REQUIREMENT
Can you pull out each line of the data below that includes the word "types"?
==*==
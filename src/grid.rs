//! Grid Module
//!
//! スパースなセル値とスタイル情報から、稠密な2次元セルグリッドへの
//! 変換を提供するモジュール。グリッドは1回の検出呼び出しの間だけ
//! 存在する不変スナップショットで、検出処理から変更されることは
//! ありません。

use crate::parser::XlsxStyleParser;
use crate::types::{Cell, RawCell};

/// グリッド外アクセスで返す共有の空セル
static EMPTY_CELL: Cell = Cell::EMPTY;

/// シートの稠密グリッド
///
/// 行・列とも1始まりでアクセスします。グリッド外の座標に対しては
/// 空セル（値なし・スタイルなし）を返すため、境界チェックなしで
/// 隣接セルを参照できます。
pub(crate) struct SheetGrid {
    /// グリッドデータ（行 × 列、内部は0始まり）
    cells: Vec<Vec<Cell>>,

    /// 最大行番号（1始まり、0なら空グリッド）
    max_row: u32,

    /// 最大列番号（1始まり、0なら空グリッド）
    max_col: u32,

    /// 1904年エポックを使用するかどうか（日付正規化で使用）
    is_1904: bool,
}

impl SheetGrid {
    /// セル値とスタイル情報から稠密グリッドを構築
    ///
    /// グリッドのサイズは、値を持つセルとスタイル参照を持つセルの
    /// 両方を覆う最小の矩形です。罫線だけが引かれた値なしセルも
    /// 境界検出の対象となるため、スタイル側の座標もサイズ決定に
    /// 含めます。
    ///
    /// # 引数
    ///
    /// * `raw_cells` - パーサーから抽出された値付きセル（絶対座標）
    /// * `styles` - スタイルパーサー（セルごとのスタイル解決に使用）
    pub fn build(raw_cells: Vec<RawCell>, styles: &XlsxStyleParser) -> Self {
        // 1. グリッドサイズの決定（値セルとスタイルセルの両方を考慮）
        let mut max_row = 0u32;
        let mut max_col = 0u32;

        for cell in &raw_cells {
            max_row = max_row.max(cell.coord.row);
            max_col = max_col.max(cell.coord.col);
        }
        for (row, col) in styles.styled_coords() {
            max_row = max_row.max(row);
            max_col = max_col.max(col);
        }

        // 2. 空のグリッドを初期化
        let mut cells = vec![vec![Cell::EMPTY; max_col as usize]; max_row as usize];

        // 3. スタイルを配置
        for (row, col) in styles.styled_coords() {
            if row >= 1 && col >= 1 {
                cells[(row - 1) as usize][(col - 1) as usize].style = styles.style_for(row, col);
            }
        }

        // 4. 値を配置
        for raw in raw_cells {
            let (row, col) = (raw.coord.row, raw.coord.col);
            if row >= 1 && row <= max_row && col >= 1 && col <= max_col {
                cells[(row - 1) as usize][(col - 1) as usize].value = raw.value;
            }
        }

        SheetGrid {
            cells,
            max_row,
            max_col,
            is_1904: styles.is_1904(),
        }
    }

    /// 指定座標のセルを取得（1始まり）
    ///
    /// グリッド外の座標では空セルへの参照を返します。
    pub fn cell(&self, row: u32, col: u32) -> &Cell {
        if row == 0 || col == 0 {
            return &EMPTY_CELL;
        }
        self.cells
            .get((row - 1) as usize)
            .and_then(|r| r.get((col - 1) as usize))
            .unwrap_or(&EMPTY_CELL)
    }

    /// 最大行番号を取得（1始まり、空グリッドでは0）
    pub fn max_row(&self) -> u32 {
        self.max_row
    }

    /// 最大列番号を取得（1始まり、空グリッドでは0）
    pub fn max_col(&self) -> u32 {
        self.max_col
    }

    /// 1904年エポックを使用するかどうかを取得
    pub fn is_1904(&self) -> bool {
        self.is_1904
    }

    /// テスト用: セル配列から直接グリッドを構築
    #[cfg(test)]
    pub fn from_cells(cells: Vec<Vec<Cell>>) -> Self {
        let max_row = cells.len() as u32;
        let max_col = cells.iter().map(|r| r.len()).max().unwrap_or(0) as u32;

        // 行の長さを揃える
        let mut cells = cells;
        for row in &mut cells {
            row.resize(max_col as usize, Cell::EMPTY);
        }

        SheetGrid {
            cells,
            max_row,
            max_col,
            is_1904: false,
        }
    }
}

/// テスト用のセル生成ヘルパー
#[cfg(test)]
pub(crate) mod test_support {
    use super::*;
    use crate::types::{Borders, CellStyle, CellValue, Color};

    /// 値のみのセルを生成
    pub fn value_cell(value: CellValue) -> Cell {
        Cell {
            value,
            style: CellStyle::default(),
        }
    }

    /// テキストセルを生成
    pub fn text_cell(s: &str) -> Cell {
        value_cell(CellValue::Text(s.to_string()))
    }

    /// ヘッダースタイルのセルを生成（インデックス4の塗りつぶし＋白フォント）
    pub fn header_cell(s: &str, borders: Borders) -> Cell {
        Cell {
            value: if s.is_empty() {
                CellValue::Empty
            } else {
                CellValue::Text(s.to_string())
            },
            style: CellStyle {
                fill: Some(Color::Indexed(4)),
                font: Some(Color::rgb("FFFFFFFF")),
                borders,
            },
        }
    }

    /// 罫線付きセルを生成
    pub fn bordered_cell(value: CellValue, borders: Borders) -> Cell {
        Cell {
            value,
            style: CellStyle {
                fill: None,
                font: None,
                borders,
            },
        }
    }

    /// 全辺罫線
    pub fn all_borders() -> Borders {
        Borders {
            left: true,
            right: true,
            top: true,
            bottom: true,
        }
    }
}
==*==
THE COMPLETED TASK
use crate::types::{Cell, RawCell};
    use crate::types::{Borders, CellStyle, CellValue, Color};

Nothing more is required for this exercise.